Until about 1999, users of data warehouses and data-driven DSS focused on periodic reporting, ad hoc queries, strategic analyses and creating decision support special studies. Today once the data warehouse infrastructure is in place and a need is established, we can build and deploy data-driven DSS that assist in frontline, operations decision making and real-time performance monitoring.

Brobst draws a distinction between Online Transaction Processing (OLTP) systems, traditional DSS and tactical DSS. What I call tactical data-driven DSS have many characteristics that are similar to OLTP as far as systems performance, flexibility of queries, systems availability, update frequency, query type and indexing. The major difference is the contrasting purposes of OLTP and tactical data-driven DSS, i.e. recordkeeping/bookkeeping versus supporting operations decision making. A tactical data-driven DSS will also have more integrated data, historical data as well as current OLTP-like data.

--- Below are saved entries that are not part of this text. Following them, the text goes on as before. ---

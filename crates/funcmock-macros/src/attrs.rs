//! Attribute parsing for the derive macros.

use syn::{Attribute, LitStr};

/// Parsed `#[slot(...)]` attributes on a type.
#[derive(Debug, Default)]
pub struct SlotAttrs {
    /// Override name for failure messages (default: Rust type path)
    pub name: Option<String>,
}

impl SlotAttrs {
    /// Parse attributes from a list of `#[slot(...)]` attributes.
    pub fn from_attrs(attrs: &[Attribute]) -> syn::Result<Self> {
        let mut result = Self::default();

        for attr in attrs {
            if !attr.path().is_ident("slot") {
                continue;
            }

            attr.parse_nested_meta(|meta| {
                if meta.path.is_ident("name") {
                    let value: LitStr = meta.value()?.parse()?;
                    result.name = Some(value.value());
                    Ok(())
                } else {
                    Err(meta.error(format!(
                        "unknown slot attribute: {}",
                        meta.path.get_ident().map(|i| i.to_string()).unwrap_or_default()
                    )))
                }
            })?;
        }

        Ok(result)
    }
}
//! Integration tests for `#[derive(Slot)]`.

#![cfg(feature = "derive")]

use funcmock::{Slot, TypeKind, Value, for_fn};

/// Test basic `#[derive(Slot)]` usage.
#[derive(Debug, Clone, PartialEq, Slot)]
struct UserId(u64);

#[test]
fn test_simple_slot_derive() {
    assert_eq!(UserId::KIND, TypeKind::Native);
    assert!(UserId::type_name().ends_with("UserId"));

    let value = UserId(7).into_value();
    assert_eq!(value, Value::native(UserId(7)));
    assert_eq!(UserId::from_value(&value).unwrap(), UserId(7));
}

/// Test `#[derive(Slot)]` with a custom name.
#[derive(Debug, Clone, PartialEq, Slot)]
#[slot(name = "ParseError")]
struct ParseFailure {
    line: u32,
    reason: String,
}

#[test]
fn test_slot_derive_with_name() {
    assert_eq!(ParseFailure::type_name(), "ParseError");

    assert!(ParseFailure::from_value(&Value::Int(1)).is_err());
    assert_eq!(for_fn::<dyn Fn(ParseFailure)>().to_string(), "fn(ParseError)");
}

/// Test `#[derive(Slot)]` on a generic enum.
#[derive(Debug, Clone, PartialEq, Default, Slot)]
enum Reply<T> {
    Ready(T),
    #[default]
    Pending,
}

#[test]
fn test_slot_derive_generic() {
    let value = Reply::Ready(3u8).into_value();
    assert_eq!(Reply::<u8>::from_value(&value).unwrap(), Reply::Ready(3));
    assert!(Reply::<String>::from_value(&value).is_err());
    assert_eq!(
        Reply::<u8>::from_value(&Reply::<u8>::Pending.into_value()).unwrap(),
        Reply::Pending
    );
}

#[test]
fn test_derived_types_cross_the_call_boundary() {
    let builder = for_fn::<dyn Fn(UserId) -> Result<Reply<String>, ParseFailure>>();
    builder
        .on((UserId(1),))
        .returns((Reply::Ready("alice".to_string()), None::<ParseFailure>));
    builder.on((UserId(2),)).returns((
        None::<Reply<String>>,
        ParseFailure {
            line: 3,
            reason: "bad".into(),
        },
    ));

    let f = builder.build();
    assert_eq!(f(UserId(1)), Ok(Reply::Ready("alice".to_string())));
    assert_eq!(
        f(UserId(2)),
        Err(ParseFailure {
            line: 3,
            reason: "bad".into()
        })
    );
}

This blog isn't the right format to explain tactical data-driven DSS, but perhaps in a future article or column I can expand on the concept. The conclusion is clear -- the technologies are available today to build sophisticated data-driven DSS to support business logistics decisions, customer service decisions, inventory management decisions and many other operations decisions that can benefit from current, timely facts.

I'll prepare a trip report on Teradata Partners for the next issue of DSS News that will be published Oct. 21, 2007. Yesterday's DSS News included my column titled "What are common DSS architectural patterns or styles?"